Inmarsat's Global Xpress Is Go! For Government Services North, Central and South America, and the Atlantic Ocean Governments 

Andy Start,
Inmarsat's President
of Global Government 

[Satnews] The pace of innovation in commercially-operated satellite constellations is enabling governments to increase their satcom capabilities more cost-effectively, according to Andy Start, President of Global Government at Inmarsat. In his presentation at Global MilSatCom today in London, Mr. Start outlined how Inmarsat is empowering governments across the world, announcing that Global Xpress services are now available for government users across North, Central and South America and the Atlantic Ocean. 

“Increasingly, we are finding our government customers around the world need to do more with highly challenged budgets. The most efficient way to do this is often to leverage advanced communications and IT infrastructure to make better use of people, vehicle, aircraft and ships. We’re proud to help them achieve best-value by partnering with leading commercial suppliers to develop bespoke government solutions on top of their commercial networks,” said Mr. Start. 

Inmarsat, a provider of global mobile satellite communications services is at the forefront of this trend, now offering Global Xpress services across North, Central and South America and the Atlantic Ocean in addition to Europe, Middle East, Africa and Asia which has been operation since summer 2014. Having successfully launched the third satellite in its next generation, Ka-band constellation in August 2015, Inmarsat’s new satcom network is on course to enter global commercial service by year-end.  
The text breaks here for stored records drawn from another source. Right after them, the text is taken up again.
use std::{sync::Arc, time::Instant};

use async_trait::async_trait;
use serde::{Deserialize, Serialize};
use tokio::sync::Semaphore;
use tracing::{debug, error, info, trace, warn};

use super::{EmbeddingError, EmbeddingProvider};

/// the gpu is the bottleneck, more in flight only queues on the server
const OLLAMA_MAX_CONCURRENT_REQUESTS: usize = 4;

/// Texts per /api/embed request
const OLLAMA_MAX_BATCH_SIZE: usize = 32;

#[derive(Debug, Clone)]
pub struct OllamaProvider {
  client: reqwest::Client,
  base_url: String,
  model: String,
  max_batch_size: usize,
  max_concurrent: usize,
}

impl OllamaProvider {
  pub fn new(base_url: &str, model: &str) -> Self {
    info!(base_url, model, "Ollama provider initialized");
    Self {
      client: reqwest::Client::new(),
      base_url: base_url.trim_end_matches('/').to_string(),
      model: model.to_string(),
      max_batch_size: OLLAMA_MAX_BATCH_SIZE,
      max_concurrent: OLLAMA_MAX_CONCURRENT_REQUESTS,
    }
  }

  pub fn with_max_batch_size(mut self, size: usize) -> Self {
    self.max_batch_size = size.max(1);
    self
  }

  fn embed_url(&self) -> String {
    format!("{}/api/embed", self.base_url)
  }

  /// Split into sub-batches and run them with bounded concurrency, keeping order
  async fn embed_sub_batches(&self, texts: &[&str]) -> Result<Vec<Vec<f32>>, EmbeddingError> {
    let num_batches = texts.len().div_ceil(self.max_batch_size);
    if num_batches <= 1 {
      return self.embed_single_batch(texts).await;
    }

    let start = Instant::now();
    debug!(
      batch_size = texts.len(),
      sub_batches = num_batches,
      model = %self.model,
      "Processing batch with concurrent sub-batches"
    );

    let semaphore = Arc::new(Semaphore::new(self.max_concurrent));
    let futures: Vec<_> = texts
      .chunks(self.max_batch_size)
      .map(|chunk| {
        let semaphore = Arc::clone(&semaphore);
        async move {
          let _permit = semaphore
            .acquire()
            .await
            .map_err(|_| EmbeddingError::ProviderError("semaphore closed".to_string()))?;
          self.embed_single_batch(chunk).await
        }
      })
      .collect();

    // join_all preserves input order
    let mut all = Vec::with_capacity(texts.len());
    for result in futures::future::join_all(futures).await {
      all.extend(result?);
    }

    debug!(
      batch_size = texts.len(),
      elapsed_ms = start.elapsed().as_millis(),
      "Batch embedding complete"
    );
    Ok(all)
  }

  async fn embed_single_batch(&self, texts: &[&str]) -> Result<Vec<Vec<f32>>, EmbeddingError> {
    let request = EmbedRequest {
      model: &self.model,
      input: texts.to_vec(),
    };

    trace!(batch_size = texts.len(), model = %self.model, "Sending embedding request");
    let start = Instant::now();

    let response = self.client.post(self.embed_url()).json(&request).send().await?;

    if !response.status().is_success() {
      let status = response.status();
      let body = response.text().await.unwrap_or_default();
      warn!(
        status = %status,
        batch_size = texts.len(),
        model = %self.model,
        "Ollama embedding failed"
      );
      return Err(EmbeddingError::ProviderError(format!(
        "Ollama returned {}: {}",
        status, body
      )));
    }

    let result: EmbedResponse = response.json().await?;
    trace!(
      embeddings = result.embeddings.len(),
      elapsed_ms = start.elapsed().as_millis(),
      "Parsed embedding response"
    );

    if result.embeddings.len() != texts.len() {
      error!(
        expected = texts.len(),
        got = result.embeddings.len(),
        model = %self.model,
        "Batch size mismatch in embedding response"
      );
      return Err(EmbeddingError::ProviderError(format!(
        "Batch size mismatch: got {} embeddings for {} inputs",
        result.embeddings.len(),
        texts.len()
      )));
    }

    Ok(result.embeddings)
  }
}

#[derive(Debug, Serialize)]
struct EmbedRequest<'a> {
  model: &'a str,
  input: Vec<&'a str>,
}

#[derive(Debug, Deserialize)]
struct EmbedResponse {
  embeddings: Vec<Vec<f32>>,
}

#[async_trait]
impl EmbeddingProvider for OllamaProvider {
  fn name(&self) -> &str {
    "ollama"
  }

  fn model_id(&self) -> &str {
    &self.model
  }

  async fn embed(&self, text: &str) -> Result<Vec<f32>, EmbeddingError> {
    self
      .embed_single_batch(&[text])
      .await?
      .pop()
      .ok_or_else(|| EmbeddingError::ProviderError("empty embedding response".to_string()))
  }

  async fn embed_batch(&self, texts: &[&str]) -> Result<Vec<Vec<f32>>, EmbeddingError> {
    if texts.is_empty() {
      return Ok(Vec::new());
    }
    self.embed_sub_batches(texts).await
  }
}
On August 28, Inmarsat successfully launched of the third satellite in the Global Xpress constellation (I-5 F3) from the Baikonur Cosmodrome in Kazakhstan, at 12:44 GMT. I-5 F3 is a key step towards delivering global commercial service introduction of GX services by the end of 2015.

During Global MilSatCom, Inmarsat will be highlighting the latest innovations from Inmarsat, which include: 

  • Global Xpress (GX): Three major governments now rely on GX as part of their mission critical communications capability and four other governments are actively testing the capabilities of the new network. 
  • L-3 GCS Cheetah II type approval for GX operation: This lightweight, truly portable and ‘airline checkable’ terminal is embedded with the iDirect Velocity Global Xpress Core Module, 5W commercial Ka-band BUC, controller/processor and Ethernet switch. The GCS ViewSAT-e software provides monitor and control of the terminal through the use of an intuitive web-based Graphical User Interface (GUI).  With over 1500 units of the predecessor sold, this lightweight solution is the highest performing auto-acquiring terminal within the Global Xpress catalogue and goes from case to network operation in less than 10 minutes. 
  • Successful extension of L-TAC into the aviation sector: Developed in response to market demand generated by the widespread adoption of UHF and VHF variants of the Slingshot applique, L-TAC is a further example of Inmarsat responding to the specific requirements of the government market.  The release of the Aviation variant will complete the family of vehicular, man-pack and maritime solutions developed in conjunction with Spectra. The successful testing of the Spectra Slingshot Aviation Capability was witnessed by several major NATO members on fixed wing platforms (C130 and commercial platforms) and on the Black Hawk helicopter. 

L-3 Cheetah II
L-3 GCS has modified its Ku-band based Cheetah terminal to operate over Inmarsat’s Global Xpress Ka-band constellation. This adaptation aligns the small, light and rugged nature of the flyaway terminal to Global Xpress’ global mobility for government users who look for terminals built on Mil-Spec foundations.

Launched officially in July 2013, L-TAC uses Inmarsat’s global L-band satellites to extend the reach of the UHF radios used by the world’s militaries. By affixing a small antenna and sub-system to either a vehicle or a soldier’s backpack, military and other personnel can use their existing UHF radios to give them L-band global satellite communications.